В этот дождливый день от мякинного хлеба крестьяне маялись животами:
— Пойду-ка прокачу фохта…
Злило господина Клевена и то, что этот головорез все еще разгуливал на свободе в лесу. В грамоте из Стокгольма, с сословного собора, Клевен повелел идти облавой на лесного разбойника Сведье, коего должно незамедлительно схватить и предать суду, как беглого.
Хлопотным оказалось это дело для Ларса Борре: леса тянулись без конца, и для облавной цепи не хватало мужиков. Да и откуда ему было взять людей в самую-то страду? Когда было сухо и светило солнце, хлеб убирали всей деревней. Спелый хлеб надо было жать, беглых преступников ловить, но каждому делу свой черед, и разом их не сладить. А оба дела не терпели отлагательства. Но сперва надлежало изловить в лесу беглого Сведье, потому что если он не будет наказан, то это взбудоражит брендебольцев. И так уж поговаривали, что насильник поступил по справедливости, изувечив Нильса Лампе. Не упрячет он Сведье под замок — бог знает, что они тогда заберут себе в голову.
Однако неразумно было бы силой гнать крестьян в облаву на лесного разбойника. Собака, загнанная в лес хлыстом, зайца не возьмет. Борре хотел, чтобы люди пошли облавной цепью без принуждения. Но прежде он решил испытать преданность брендебольцев их доброму помещику и сказал им:
— Из-за этого насильника Сведье вам один убыток. Вы расплачиваетесь за его беззаконие. Так не хотите ли по доброй воле помочь своему господину изловить этого бродягу?
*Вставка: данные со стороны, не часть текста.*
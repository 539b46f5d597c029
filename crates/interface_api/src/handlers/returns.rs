//! Tax return handlers

use axum::{
    extract::{Path, Query, State},
    http::StatusCode,
    Extension, Json,
};
use validator::Validate;

use core_kernel::{Actor, ClientId, Money, ReturnId};
use domain_filing::NewDraft;

use crate::dto::returns::*;
use crate::error::ApiError;
use crate::handlers::parse_id;
use crate::AppState;

/// Creates a draft return for the calling client
pub async fn create_draft(
    State(state): State<AppState>,
    Extension(actor): Extension<Actor>,
    Json(request): Json<CreateDraftRequest>,
) -> Result<(StatusCode, Json<ReturnResponse>), ApiError> {
    let draft = NewDraft {
        tax_year: request.tax_year,
        income_entries: request
            .income_entries
            .into_iter()
            .map(IncomeEntryDto::into_entry)
            .collect(),
    };
    let tax_return = state.services.filing.create_draft(&actor, draft).await?;
    Ok((StatusCode::CREATED, Json(tax_return.into())))
}

/// Lists returns visible to the caller
pub async fn list_returns(
    State(state): State<AppState>,
    Extension(actor): Extension<Actor>,
    Query(query): Query<ListReturnsQuery>,
) -> Result<Json<Vec<ReturnResponse>>, ApiError> {
    let client_id = query
        .client_id
        .as_deref()
        .map(|raw| parse_id::<ClientId>(raw, "client"))
        .transpose()?;
    let returns = state.services.filing.list_returns(&actor, client_id).await?;
    Ok(Json(returns.into_iter().map(Into::into).collect()))
}

/// Gets one return
pub async fn get_return(
    State(state): State<AppState>,
    Extension(actor): Extension<Actor>,
    Path(id): Path<String>,
) -> Result<Json<ReturnResponse>, ApiError> {
    let id: ReturnId = parse_id(&id, "return")?;
    let tax_return = state.services.filing.get_return(&actor, id).await?;
    Ok(Json(tax_return.into()))
}

/// Attaches an uploaded document to a draft
pub async fn attach_document(
    State(state): State<AppState>,
    Extension(actor): Extension<Actor>,
    Path(id): Path<String>,
    Json(request): Json<AttachDocumentRequest>,
) -> Result<Json<ReturnResponse>, ApiError> {
    request.validate()?;
    let id: ReturnId = parse_id(&id, "return")?;
    let tax_return = state
        .services
        .filing
        .attach_document(&actor, id, request.file_name)
        .await?;
    Ok(Json(tax_return.into()))
}

/// Replaces the income lines of a draft
pub async fn update_income(
    State(state): State<AppState>,
    Extension(actor): Extension<Actor>,
    Path(id): Path<String>,
    Json(request): Json<UpdateIncomeRequest>,
) -> Result<Json<ReturnResponse>, ApiError> {
    let id: ReturnId = parse_id(&id, "return")?;
    let entries = request
        .income_entries
        .into_iter()
        .map(IncomeEntryDto::into_entry)
        .collect();
    let tax_return = state
        .services
        .filing
        .update_income(&actor, id, entries)
        .await?;
    Ok(Json(tax_return.into()))
}

/// Records the client's filing declaration
pub async fn acknowledge_declaration(
    State(state): State<AppState>,
    Extension(actor): Extension<Actor>,
    Path(id): Path<String>,
) -> Result<Json<ReturnResponse>, ApiError> {
    let id: ReturnId = parse_id(&id, "return")?;
    let tax_return = state
        .services
        .filing
        .acknowledge_declaration(&actor, id)
        .await?;
    Ok(Json(tax_return.into()))
}

/// Files the draft return
pub async fn submit(
    State(state): State<AppState>,
    Extension(actor): Extension<Actor>,
    Path(id): Path<String>,
) -> Result<Json<ReturnResponse>, ApiError> {
    let id: ReturnId = parse_id(&id, "return")?;
    let tax_return = state.services.filing.submit(&actor, id).await?;
    Ok(Json(tax_return.into()))
}

/// Employee takes up verification of a submitted return
pub async fn begin_review(
    State(state): State<AppState>,
    Extension(actor): Extension<Actor>,
    Path(id): Path<String>,
) -> Result<Json<ReturnResponse>, ApiError> {
    let id: ReturnId = parse_id(&id, "return")?;
    let tax_return = state.services.filing.begin_review(&actor, id).await?;
    Ok(Json(tax_return.into()))
}

/// Records the employee's verification outcome
pub async fn verify(
    State(state): State<AppState>,
    Extension(actor): Extension<Actor>,
    Path(id): Path<String>,
    Json(request): Json<VerifyRequest>,
) -> Result<Json<ReturnResponse>, ApiError> {
    let id: ReturnId = parse_id(&id, "return")?;
    let tax_return = state
        .services
        .filing
        .verify(&actor, id, request.outcome)
        .await?;
    Ok(Json(tax_return.into()))
}

/// Computes and persists an assessment from the employee's figures
pub async fn record_assessment(
    State(state): State<AppState>,
    Extension(actor): Extension<Actor>,
    Path(id): Path<String>,
    Json(request): Json<RecordAssessmentRequest>,
) -> Result<Json<ReturnResponse>, ApiError> {
    let id: ReturnId = parse_id(&id, "return")?;
    let tax_return = state
        .services
        .filing
        .record_assessment(
            &actor,
            id,
            Money::rupees(request.total_income),
            Money::rupees(request.exemptions),
            request.tax_rate_percent,
            Money::rupees(request.tax_credits),
        )
        .await?;
    Ok(Json(tax_return.into()))
}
Они уклонились от ответа, не сказав ни да, ни нет. Но у каждого нашлась отговорка: у одного нога болела, у другого — живот, а многие говорили, что теперь, мол, страда. Только оружейник Бокк сказал ясно и прямо, в открытую: ни один честный человек не пойдет в лес охотиться на своего собрата. При этом другие так хитро переглядывались, что казалось — все они заодно с оружейником.
— Чертовы лежебоки! — рявкнул фохт на строптивых крестьян.
— Откуда взять людей на облаву? Батраков в Убеторпе и так в обрез, а леса бескрайние.
Но тут к Борре подошел один крестьянин и сам вызвался в облавщики на Сведье. Это был Матс Эллинг. Фохт и раньше замечал, что новый поселянин — человек услужливый и покладистый.
— Ты не останешься внакладе, Матс! — молвил довольный Борре. — За мной не пропадет, удружу тебе.
— А мне как раз и нужна подмога, — ответил Матс.
И он тотчас выложил свою просьбу: пусть фохт замолвит за него словечко перед старостой в одном щекотливом деле. И глазом не моргнув, Борре пообещал ему помочь и подал руку в знак уговора.
Верности преданого крестьянина он не забудет. Он покажет подлым бондам, что их хозяин вознаграждает честных и преданных. А он-то уж начал было думать, что в Брендеболе живут только злые да подлые люди. В лесу надо ловить опасного преступника, а они и в ус не дуют. Иль не дороги им порядок и спокойствие в деревне? Иль ждут не дождутся раздоров да смуты? Со смутьянов нужно глаз не спускать, — стоит порядочному человеку отвернуться, как эти разбойники могут размозжить ему топором голову.
И еще этот неразумный обычай — ходить с мушкетами, — заведенный брендебольскими крестьянами с давних пор. Не жди в деревне покоя, пока мушкеты висят на стенах в любом доме. Ни к чему им оружие, пусть себе в нужнике горохом стреляют.
Потом к Борре пришла вдова с Персгорда и зашептала ему на ухо. Как-то ночью она увидела около своей усадьбы человека и признала его. Он тайком вышел из дома старосты. Она назвала его имя.
— А это точно он был, Анника?
— Клянусь самим господом богом, — ответила молодая вдова.
Ларс Борре чувствовал, что терпение его кончается. Хорош староста! И этому бонду он скостил налог и оказал доверие! Йон Стонге, которого он считал порядочным человеком, пускает преступника в дом. Днем угодливо кланяется и лебезит, а ночью меняет шкуру. Коли он такой лукавец, так за это с него мало шкуру спустить.
Теперь Борре будет следить за Йоном Стонге в оба. Не к чему спешить с этим делом, но со старостой ухо надо держать востро. Потихоньку Борре опутает его. Намедни староста вздумал жаловаться на боль и животе, когда Борре до зарезу нужны были облавщики. По правде говоря, за последние дни староста спал с лица, но, может статься, оттого, что замышляет измену и таит крамольные мысли.
Оседлал как-то крестьянин сразу пару лошадей, чтобы наверняка добраться до места; одна лошадь была чистый ангел, другая — сущий бес. Фохт еще поведает старосте, чем кончилась такая езда.